# What just happened (dead pleco)



## Angel079 (Feb 14, 2007)

:shock: So my neighbor who's totally entertained by my common pleco was sitting here watching him for ever earlier gazing around the DW, he was all fine, nothing in behavior or looks wrong at all...I was just fixing to leave the office and he's drifting up top.....Odd....

So I thought maybe he's going after the lil portion scum built up up top.....naw...dude ain't moving when I touch him with the net, nothing, dead, completely fully dead:shock:

How on earth can a fish go from fully happy & healthy looking one min to BAM dead floater next second????????

I even tested the water right away for any NO's, Ammonia - Nadda....

And guess what - Its happened on the 55g AGAIN.....What the.....either there's something undetectable that's wrong with this tank or its cursed....first all my Cardinals on ick attack and now him????

Do fish have heart attacks?


----------



## MoneyMitch (Aug 3, 2009)

common plecos are massively bred and inbreeding occurs often with them which maakes for genetic issues i suspect this is the case here


----------



## Angel079 (Feb 14, 2007)

I just really feel by now this 55g is cursed...i seen more dead fish in it in few weeks then all tanks ever total over the years, something ain't right there and i can't figure it out


----------



## molliefan09 (Sep 21, 2009)

you must consider the source of which you got the fish. we all know you take great care of your fish and aquariums so it must be something from the source


----------



## bearwithfish (Sep 29, 2009)

dont know kid i mean heck you do it all right so you know its not you.....either source or some sort of accident that you are not around for or seeing...


----------



## stephanieleah (Oct 31, 2009)

I'm sorry you lost your fish, girl. That really sucks.


----------



## kevincao (Jan 7, 2010)

are you still treating your tank with copper? anyway, i would suggest you check all the treatments you've made lately, if there is anything that contains salt, (aquarium salt...) it might be the problem, plecos can't take aquarium salt, or any type of salt, although i do know small amount shouldn't matter, but it is best to not have salt in pleco's aquarium at all.


----------



## Angel079 (Feb 14, 2007)

Actually the Cardinals where from 1 LFS and the pleco from Petsmart
All the 45g are stocked from the other LFS (who's also doing the custom order for me now).

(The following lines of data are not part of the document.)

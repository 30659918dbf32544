use std::time::{Duration, Instant};

/// Palette assigned to peers by `client_id`, matching the original
/// editor's `live_peer.py::PEER_COLORS` (8 colors, cycling).
pub const PEER_COLORS: [(u8, u8, u8); 8] = [
    (255, 0, 0),
    (0, 255, 0),
    (0, 0, 255),
    (255, 255, 0),
    (255, 0, 255),
    (0, 255, 255),
    (255, 128, 0),
    (128, 0, 255),
];

/// Assigns a stable color to a client id the same way the original
/// editor's `LivePeer.get_color` does (1-indexed, wrapping).
pub fn peer_color(client_id: u32) -> (u8, u8, u8) {
    let idx = client_id.saturating_sub(1) as usize % PEER_COLORS.len();
    PEER_COLORS[idx]
}

/// Client-side throttle for outbound cursor broadcasts (spec.md §4.5.6
/// "Cursor throttle"), standing alone from the transport the way the
/// original editor's `CursorBroadcaster` does.
#[derive(Debug)]
pub struct CursorThrottle {
    throttle: Duration,
    last_broadcast: Option<Instant>,
    last_position: (i32, i32, u16),
    pending: bool,
}

impl CursorThrottle {
    pub fn new(throttle_ms: u64) -> Self {
        Self {
            throttle: Duration::from_millis(throttle_ms),
            last_broadcast: None,
            last_position: (0, 0, 0),
            pending: false,
        }
    }

    /// Mirrors the original's 50ms default.
    pub fn with_defaults() -> Self {
        Self::new(50)
    }

    /// Records a new cursor position at `now`. Returns `Some(position)`
    /// when a broadcast should actually be sent now; returns `None` when
    /// the update is coalesced into a pending broadcast instead (spec.md
    /// §8 item 15).
    pub fn update_position(&mut self, x: i32, y: i32, z: u16, now: Instant, force: bool) -> Option<(i32, i32, u16)> {
        let position = (x, y, z);
        if position == self.last_position && !force {
            return None;
        }
        self.last_position = position;

        let elapsed_enough = self
            .last_broadcast
            .map(|t| now.duration_since(t) >= self.throttle)
            .unwrap_or(true);

        if !force && !elapsed_enough {
            self.pending = true;
            return None;
        }

        self.last_broadcast = Some(now);
        self.pending = false;
        Some(position)
    }

    /// Forces the pending position out, if any (spec.md §4.5.6).
    pub fn flush(&mut self, now: Instant) -> Option<(i32, i32, u16)> {
        if !self.pending {
            return None;
        }
        self.last_broadcast = Some(now);
        self.pending = false;
        Some(self.last_position)
    }
}

/// A remote cursor tracked for rendering, evicted on an LRU-by-last-update
/// basis past `max_cursors` and hidden past `timeout` (spec.md §4.5.6
/// "Cursor receive cap").
#[derive(Debug, Clone, Copy, PartialEq, Eq)]
pub struct RemoteCursor {
    pub client_id: u32,
    pub x: i32,
    pub y: i32,
    pub z: u16,
}

#[derive(Debug)]
struct TrackedCursor {
    cursor: RemoteCursor,
    last_update: Instant,
}

#[derive(Debug)]
pub struct CursorRegistry {
    max_cursors: usize,
    timeout: Duration,
    cursors: std::collections::HashMap<u32, TrackedCursor>,
}

impl CursorRegistry {
    pub fn new(max_cursors: usize, timeout: Duration) -> Self {
        Self {
            max_cursors,
            timeout,
            cursors: std::collections::HashMap::new(),
        }
    }

    pub fn with_defaults() -> Self {
        Self::new(32, Duration::from_secs(10))
    }

    pub fn update(&mut self, client_id: u32, x: i32, y: i32, z: u16, now: Instant) {
        if !self.cursors.contains_key(&client_id) && self.cursors.len() >= self.max_cursors {
            if let Some(&oldest) = self
                .cursors
                .iter()
                .min_by_key(|(_, tracked)| tracked.last_update)
                .map(|(id, _)| id)
            {
                self.cursors.remove(&oldest);
            }
        }

        self.cursors.insert(
            client_id,
            TrackedCursor {
                cursor: RemoteCursor { client_id, x, y, z },
                last_update: now,
            },
        );
    }

    pub fn remove(&mut self, client_id: u32) -> bool {
        self.cursors.remove(&client_id).is_some()
    }

    /// Cursors not yet past `timeout` at `now`, for rendering.
    pub fn visible(&self, now: Instant) -> Vec<RemoteCursor> {
        self.cursors
            .values()
            .filter(|tracked| now.duration_since(tracked.last_update) <= self.timeout)
            .map(|tracked| tracked.cursor)
            .collect()
    }
}

#[cfg(test)]
mod tests {
    use super::*;

    #[test]
    fn peer_colors_wrap_after_eight() {
        assert_eq!(peer_color(1), PEER_COLORS[0]);
        assert_eq!(peer_color(8), PEER_COLORS[7]);
        assert_eq!(peer_color(9), PEER_COLORS[0]);
    }

    /// Testable property 15 (spec.md §8): consecutive updates within the
    /// throttle window produce at most one broadcast; flush forces one.
    #[test]
    fn throttle_coalesces_rapid_updates() {
        let mut throttle = CursorThrottle::new(50);
        let t0 = Instant::now();

        assert_eq!(throttle.update_position(1, 1, 0, t0, false), Some((1, 1, 0)));
        assert_eq!(throttle.update_position(2, 2, 0, t0 + Duration::from_millis(10), false), None);
        assert_eq!(throttle.update_position(3, 3, 0, t0 + Duration::from_millis(20), false), None);

        assert_eq!(throttle.flush(t0 + Duration::from_millis(25)), Some((3, 3, 0)));
        assert_eq!(throttle.flush(t0 + Duration::from_millis(30)), None);
    }

    #[test]
    fn throttle_allows_broadcast_after_interval_elapses() {
        let mut throttle = CursorThrottle::new(50);
        let t0 = Instant::now();
        assert_eq!(throttle.update_position(1, 1, 0, t0, false), Some((1, 1, 0)));
        assert_eq!(
            throttle.update_position(2, 2, 0, t0 + Duration::from_millis(60), false),
            Some((2, 2, 0))
        );
    }

    #[test]
    fn registry_evicts_oldest_past_capacity() {
        let mut registry = CursorRegistry::new(2, Duration::from_secs(10));
        let t0 = Instant::now();
        registry.update(1, 0, 0, 0, t0);
        registry.update(2, 0, 0, 0, t0 + Duration::from_millis(1));
        registry.update(3, 0, 0, 0, t0 + Duration::from_millis(2));

        let visible: Vec<_> = registry.visible(t0 + Duration::from_millis(2)).into_iter().map(|c| c.client_id).collect();
        assert_eq!(visible.len(), 2);
        assert!(!visible.contains(&1));
    }

    #[test]
    fn registry_hides_stale_cursors() {
        let mut registry = CursorRegistry::new(32, Duration::from_secs(10));
        let t0 = Instant::now();
        registry.update(1, 5, 5, 0, t0);
        assert!(registry.visible(t0 + Duration::from_secs(11)).is_empty());
        assert!(!registry.visible(t0 + Duration::from_secs(5)).is_empty());
    }
}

Yea I can blame Petsmart, they prop deserve it anyway....but I just GOT TO be sure this tank doesn't having anything un-testable/ invisible in it that caused all this ick and hardcore algae and death. I mean what the heck, so many tanks and all goes fine and this ONE tank just makes me question all I am doing ALL THE TIME, like it just doesn't stop with bad news coming from THAT tank :-(


----------



## Angel079 (Feb 14, 2007)

kevincao said:


> are you still treating your tank with copper? anyway, i would suggest you check all the treatments you've made lately, if there is anything that contains salt, (aquarium salt...) it might be the problem, plecos can't take aquarium salt, or any type of salt, although i do know small amount shouldn't matter, but it is best to not have salt in pleco's aquarium at all.

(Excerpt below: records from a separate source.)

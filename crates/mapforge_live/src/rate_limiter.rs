use std::time::{Duration, Instant};

/// Default per-client packet rate cap (spec.md §4.5.6: "implementation
/// default: ~200").
pub const DEFAULT_RATE_CAP: u32 = 200;

const WINDOW: Duration = Duration::from_secs(1);

/// A sliding 1-second packet-count window, one per connection. O(1) memory
/// per peer (spec.md §5 "Scoped acquisition").
#[derive(Debug, Clone, Copy)]
pub struct RateLimiter {
    cap: u32,
    window_start: Instant,
    count: u32,
}

impl RateLimiter {
    pub fn new(cap: u32) -> Self {
        Self {
            cap,
            window_start: Instant::now(),
            count: 0,
        }
    }

    /// Records one packet against `now`. Returns `false` once `cap`
    /// packets have been admitted within the current window; the caller
    /// disconnects on the packet that crosses the threshold (spec.md §8
    /// item 10).
    pub fn check(&mut self, now: Instant) -> bool {
        if now.duration_since(self.window_start) >= WINDOW {
            self.window_start = now;
            self.count = 0;
        }

        if self.count >= self.cap {
            return false;
        }

        self.count += 1;
        true
    }
}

:-? I think you've got me confused with someone else, I hadn't done no copper treatment nor any salt treatments in any my tanks, that would be fatal to the inmates;-)


----------



## kevincao (Jan 7, 2010)

oh, i must have, hmm sorry about that. wish i could help with your problem


----------



## Hawkian (Oct 29, 2009)

Aww... sorry to hear that Angel!

You sure you trust that neighbour? * Just kidding of course *

So... what fish do you have left alive in that tank? Based on your profile there, that would be 2 CAE am I wrong? What about moving them to another tank and starting that one over? It's been nothing but problems for you since Day 1 right? Why not soak the plants, take everything out and start fresh? I dunno... I've just been reading about your troubles with this tank for a while and never know what to say... maybe this one needs an overhaul... from scratch? If I were in your shoes... that's what I'd do 'cause I'd sure be disheartened by that tank. 

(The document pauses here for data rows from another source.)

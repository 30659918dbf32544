//! The live collaborative editing server (spec.md §4.5, §5). One acceptor
//! task hands each connection its own task; the shared map and connection
//! table are mutated only under their own lock, and broadcast iterates a
//! snapshot of the table rather than holding it across any I/O.

use std::collections::HashMap;
use std::net::{IpAddr, SocketAddr};
use std::sync::atomic::{AtomicU32, Ordering};
use std::sync::Arc;
use std::time::Instant;

use mapforge_model::MapModel;
use mapforge_protocol::{
    decode_chat, decode_cursor, decode_login, decode_map_request, decode_tile_update, encode_chat,
    encode_client_list, encode_cursor, encode_frame, encode_map_chunk, ClientEntry, PacketType,
};
use parking_lot::Mutex;
use tokio::io::{AsyncReadExt, AsyncWriteExt};
use tokio::net::tcp::OwnedWriteHalf;
use tokio::net::{TcpListener, TcpStream, ToSocketAddrs};

use crate::auth::check_password;
use crate::ban_list::BanList;
use crate::chunking::{build_chunks, DEFAULT_CHUNK_TILE_BUDGET};
use crate::cursor::peer_color;
use crate::error::LiveError;
use crate::frame_accumulator::FrameAccumulator;
use crate::peer::PeerHandle;
use crate::rate_limiter::{RateLimiter, DEFAULT_RATE_CAP};
use crate::session::ServerSessionState;
use crate::tile_bridge::apply_record;

/// Tunables for one [`LiveServer`] (spec.md §4.5.6 "Safety policies").
#[derive(Debug, Clone)]
pub struct ServerConfig {
    pub password: Option<String>,
    pub rate_limit_cap: u32,
    pub map_request_area_cap: i64,
    pub chunk_tile_budget: usize,
    pub outgoing_queue_capacity: usize,
}

impl Default for ServerConfig {
    fn default() -> Self {
        Self {
            password: None,
            rate_limit_cap: DEFAULT_RATE_CAP,
            map_request_area_cap: 65_536,
            chunk_tile_budget: DEFAULT_CHUNK_TILE_BUDGET,
            outgoing_queue_capacity: 256,
        }
    }
}

struct Shared {
    config: ServerConfig,
    map: Mutex<MapModel>,
    peers: Mutex<HashMap<u32, PeerHandle>>,
    bans: Mutex<BanList>,
    next_client_id: AtomicU32,
}

/// A running live editing server. Cheap to clone (an `Arc` internally);
/// clones share the same map, connection table and ban list.
#[derive(Clone)]
pub struct LiveServer {
    shared: Arc<Shared>,
}

impl LiveServer {
    pub fn new(map: MapModel, config: ServerConfig) -> Self {
        Self {
            shared: Arc::new(Shared {
                config,
                map: Mutex::new(map),
                peers: Mutex::new(HashMap::new()),
                bans: Mutex::new(BanList::new()),
                next_client_id: AtomicU32::new(0),
            }),
        }
    }

    pub fn ban_host(&self, host: IpAddr) {
        self.shared.bans.lock().ban(host);
    }

    pub fn unban_host(&self, host: &IpAddr) -> bool {
        self.shared.bans.lock().unban_host(host)
    }

    pub fn banned_hosts(&self) -> Vec<IpAddr> {
        self.shared.bans.lock().get_banned_hosts()
    }

    pub fn clear_banned_hosts(&self) -> usize {
        self.shared.bans.lock().clear_banned_hosts()
    }

    pub fn with_map<R>(&self, f: impl FnOnce(&MapModel) -> R) -> R {
        f(&self.shared.map.lock())
    }

    pub fn connected_client_count(&self) -> usize {
        self.shared.peers.lock().len()
    }

    /// Binds `addr` and serves connections until the listener itself
    /// errors. Each accepted connection gets its own task; the acceptor
    /// never blocks on one connection's I/O (spec.md §5).
    pub async fn serve(&self, addr: impl ToSocketAddrs) -> Result<(), LiveError> {
        let listener = TcpListener::bind(addr).await?;
        self.serve_listener(listener).await
    }

    /// Serves connections off an already-bound listener. Split out from
    /// [`Self::serve`] so a caller that needs the bound port up front (an
    /// ephemeral `:0` bind, for instance) can retrieve it before accepting.
    pub async fn serve_listener(&self, listener: TcpListener) -> Result<(), LiveError> {
        loop {
            let (stream, peer_addr) = listener.accept().await?;
            let shared = self.shared.clone();
            tokio::spawn(async move {
                handle_connection(shared, stream, peer_addr).await;
            });
        }
    }
}

async fn handle_connection(shared: Arc<Shared>, stream: TcpStream, peer_addr: SocketAddr) {
    if shared.bans.lock().is_banned(&peer_addr.ip()) {
        tracing::info!(%peer_addr, "rejected connection from banned host");
        return;
    }
    let _ = stream.set_nodelay(true);

    let (mut read_half, write_half) = stream.into_split();
    let (outgoing_tx, outgoing_rx) = flume::bounded::<Vec<u8>>(shared.config.outgoing_queue_capacity);
    let writer_task = tokio::spawn(writer_loop(write_half, outgoing_rx));

    let mut state = ServerSessionState::Accepted;
    let mut accumulator = FrameAccumulator::new();
    let mut limiter = RateLimiter::new(shared.config.rate_limit_cap);
    let mut client_id: Option<u32> = None;
    let mut name = String::new();
    let mut read_buf = [0u8; 4096];

    'connection: loop {
        let read = match read_half.read(&mut read_buf).await {
            Ok(0) | Err(_) => break,
            Ok(n) => n,
        };

        let frames = match accumulator.push(&read_buf[..read]) {
            Ok(frames) => frames,
            Err(error) => {
                tracing::debug!(%peer_addr, %error, "disconnecting");
                break;
            }
        };

        for (packet_type, payload) in frames {
            if !limiter.check(Instant::now()) {
                tracing::debug!(%peer_addr, "rate limit exceeded, disconnecting");
                break 'connection;
            }

            let keep_going = dispatch(&shared, &outgoing_tx, &mut state, &mut client_id, &mut name, packet_type, &payload);
            if !keep_going {
                break 'connection;
            }
        }
    }

    writer_task.abort();
    if let Some(id) = client_id {
        shared.peers.lock().remove(&id);
        broadcast_client_list(&shared);
        tracing::info!(%peer_addr, client_id = id, "peer disconnected");
    }
}

async fn writer_loop(mut write_half: OwnedWriteHalf, rx: flume::Receiver<Vec<u8>>) {
    while let Ok(frame) = rx.recv_async().await {
        if write_half.write_all(&frame).await.is_err() {
            break;
        }
    }
}

/// Handles one decoded packet. Returns `false` when the connection should
/// be dropped: bad auth, any traffic before LOGIN (E5), or an unreadable
/// packet type before authentication.
fn dispatch(
    shared: &Arc<Shared>,
    outgoing: &flume::Sender<Vec<u8>>,
    state: &mut ServerSessionState,
    client_id: &mut Option<u32>,
    name: &mut String,
    packet_type: u16,
    payload: &[u8],
) -> bool {
    let Some(packet) = PacketType::from_u16(packet_type) else {
        return state.permits_unauthenticated_traffic();
    };

    match *state {
        ServerSessionState::Accepted => {
            if packet != PacketType::Login {
                return false;
            }
            let (peer_name, password) = decode_login(payload);
            if !check_password(shared.config.password.as_deref(), &password) {
                let _ = outgoing.try_send(encode_frame(PacketType::LoginError.as_u16(), b"bad credentials"));
                return false;
            }

            let id = shared.next_client_id.fetch_add(1, Ordering::SeqCst) + 1;
            *client_id = Some(id);
            *name = peer_name;
            let color = peer_color(id);

            shared.peers.lock().insert(id, PeerHandle::new(id, name.clone(), color, outgoing.clone()));
            let _ = outgoing.try_send(encode_frame(PacketType::LoginSuccess.as_u16(), &id.to_le_bytes()));
            broadcast_client_list(shared);
            *state = ServerSessionState::Authenticated;
            true
        }
        ServerSessionState::Authenticated | ServerSessionState::Syncing | ServerSessionState::Active => {
            let id = client_id.expect("authenticated state implies an assigned client id");
            match packet {
                PacketType::CursorUpdate => {
                    let (_claimed, x, y, z) = decode_cursor(payload);
                    broadcast_excluding(shared, id, PacketType::CursorUpdate, &encode_cursor(id, x, y, z));
                    true
                }
                PacketType::Chat => {
                    let (_claimed, _name, message) = decode_chat(payload);
                    broadcast_all(shared, PacketType::Chat, &encode_chat(id, name.as_str(), &message));
                    true
                }
                PacketType::TileUpdate => {
                    if let Some(records) = decode_tile_update(payload) {
                        {
                            let mut map = shared.map.lock();
                            for record in &records {
                                apply_record(&mut map, record);
                            }
                        }
                        broadcast_excluding(shared, id, PacketType::TileUpdate, payload);
                    }
                    true
                }
                PacketType::MapRequest => {
                    let request = decode_map_request(payload);
                    if request.area() > shared.config.map_request_area_cap {
                        tracing::debug!(client_id = id, area = request.area(), "map request rejected, area too large");
                        return true;
                    }

                    *state = ServerSessionState::Syncing;
                    let chunks = {
                        let map = shared.map.lock();
                        build_chunks(&map, &request, shared.config.chunk_tile_budget)
                    };
                    for chunk in &chunks {
                        let frame = encode_frame(PacketType::MapChunk.as_u16(), &encode_map_chunk(chunk));
                        let _ = outgoing.try_send(frame);
                    }
                    *state = ServerSessionState::Active;
                    true
                }
                _ => true,
            }
        }
        ServerSessionState::Disconnected => false,
    }
}

fn broadcast_all(shared: &Arc<Shared>, packet_type: PacketType, payload: &[u8]) {
    let frame = encode_frame(packet_type.as_u16(), payload);
    for peer in shared.peers.lock().values() {
        peer.send(frame.clone());
    }
}

fn broadcast_excluding(shared: &Arc<Shared>, sender_id: u32, packet_type: PacketType, payload: &[u8]) {
    let frame = encode_frame(packet_type.as_u16(), payload);
    for peer in shared.peers.lock().values() {
        if peer.client_id != sender_id {
            peer.send(frame.clone());
        }
    }
}

fn broadcast_client_list(shared: &Arc<Shared>) {
    let entries: Vec<ClientEntry> = shared
        .peers
        .lock()
        .values()
        .map(|peer| ClientEntry {
            client_id: peer.client_id,
            color: peer.color,
            name: peer.name.clone(),
        })
        .collect();
    broadcast_all(shared, PacketType::ClientList, &encode_client_list(&entries));
}

#[cfg(test)]
mod tests {
    use super::*;

    #[test]
    fn default_config_matches_documented_safety_policies() {
        let config = ServerConfig::default();
        assert_eq!(config.rate_limit_cap, DEFAULT_RATE_CAP);
        assert_eq!(config.map_request_area_cap, 65_536);
    }

    /// E6 (spec.md §8): a request past the area cap is rejected without the
    /// map ever being consulted — checked here by asserting `dispatch`
    /// leaves the server in `Active` state (no SYNCING round trip occurred).
    #[test]
    fn e6_oversized_map_request_is_a_no_op() {
        let shared = Arc::new(Shared {
            config: ServerConfig::default(),
            map: Mutex::new(MapModel::new()),
            peers: Mutex::new(HashMap::new()),
            bans: Mutex::new(BanList::new()),
            next_client_id: AtomicU32::new(0),
        });
        let (outgoing_tx, outgoing_rx) = flume::unbounded();
        let mut state = ServerSessionState::Active;
        let mut client_id = Some(1u32);
        let mut name = "Alice".to_string();

        let request = mapforge_protocol::MapRequest {
            x_min: 0,
            y_min: 0,
            x_max: 1000,
            y_max: 1000,
            z: 0,
        };
        assert!(request.area() > shared.config.map_request_area_cap);
        let payload = mapforge_protocol::encode_map_request(&request);

        let keep_going = dispatch(
            &shared,
            &outgoing_tx,
            &mut state,
            &mut client_id,
            &mut name,
            PacketType::MapRequest.as_u16(),
            &payload,
        );
        assert!(keep_going);
        assert_eq!(state, ServerSessionState::Active);
        assert!(outgoing_rx.try_recv().is_err());
    }

    /// E5 (spec.md §8): traffic before LOGIN disconnects without reaching
    /// the authenticated branch.
    #[test]
    fn e5_traffic_before_login_disconnects() {
        let shared = Arc::new(Shared {
            config: ServerConfig::default(),
            map: Mutex::new(MapModel::new()),
            peers: Mutex::new(HashMap::new()),
            bans: Mutex::new(BanList::new()),
            next_client_id: AtomicU32::new(0),
        });
        let (outgoing_tx, _outgoing_rx) = flume::unbounded();
        let mut state = ServerSessionState::Accepted;
        let mut client_id = None;
        let mut name = String::new();

        let payload = mapforge_protocol::encode_chat(0, "Eve", "hi");
        let keep_going = dispatch(&shared, &outgoing_tx, &mut state, &mut client_id, &mut name, PacketType::Chat.as_u16(), &payload);
        assert!(!keep_going);
        assert!(client_id.is_none());
    }

    #[test]
    fn login_success_assigns_monotonic_client_ids_and_registers_peer() {
        let shared = Arc::new(Shared {
            config: ServerConfig::default(),
            map: Mutex::new(MapModel::new()),
            peers: Mutex::new(HashMap::new()),
            bans: Mutex::new(BanList::new()),
            next_client_id: AtomicU32::new(0),
        });
        let (outgoing_tx, outgoing_rx) = flume::unbounded();
        let mut state = ServerSessionState::Accepted;
        let mut client_id = None;
        let mut name = String::new();

        let payload = mapforge_protocol::encode_login("Alice", "");
        let keep_going = dispatch(&shared, &outgoing_tx, &mut state, &mut client_id, &mut name, PacketType::Login.as_u16(), &payload);
        assert!(keep_going);
        assert_eq!(client_id, Some(1));
        assert_eq!(state, ServerSessionState::Authenticated);
        assert_eq!(shared.peers.lock().len(), 1);
        assert!(outgoing_rx.try_recv().is_ok());
    }

    #[test]
    fn wrong_password_is_rejected_and_disconnects() {
        let shared = Arc::new(Shared {
            config: ServerConfig {
                password: Some("hunter2".into()),
                ..ServerConfig::default()
            },
            map: Mutex::new(MapModel::new()),
            peers: Mutex::new(HashMap::new()),
            bans: Mutex::new(BanList::new()),
            next_client_id: AtomicU32::new(0),
        });
        let (outgoing_tx, outgoing_rx) = flume::unbounded();
        let mut state = ServerSessionState::Accepted;
        let mut client_id = None;
        let mut name = String::new();

        let payload = mapforge_protocol::encode_login("Alice", "wrong");
        let keep_going = dispatch(&shared, &outgoing_tx, &mut state, &mut client_id, &mut name, PacketType::Login.as_u16(), &payload);
        assert!(!keep_going);
        assert!(client_id.is_none());
        assert!(outgoing_rx.try_recv().is_ok());
    }
}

Sorry... I guess I'm not much help eh?


----------



## Angel079 (Feb 14, 2007)

Well she brought me over a Bible as a gift...think that had anything to do with the pleco flopping upside down in seconds?

All CAE and Serpae Tetra's (from the 45g) are going back to the store next Tue. Have 2 Kissing Gourami in there too, that I'd LIKE to keep.


----------



## MoneyMitch (Aug 3, 2009)

if i were you and had all those probs with the 55 that you always seem to have i would drain it completely washeverything with bleach and let it completely dry out then rinse everything then try it all over i mean no seeding from another tank or anything just start from ground zero that will ensure its all gunna be gone


----------



## Angel079 (Feb 14, 2007)

Will it? If the tank is doomed?
If something untestable was in there, I'd think the Kissing Gourami are the 1st to be affected over the pleco thou.....
The ick I can see/ understand to some extent. The algae break out after that - Instable new tank and meds not gotten along I donno (know to lil about meds) the pleco I'd not wanna start guessing what the heck happened there... 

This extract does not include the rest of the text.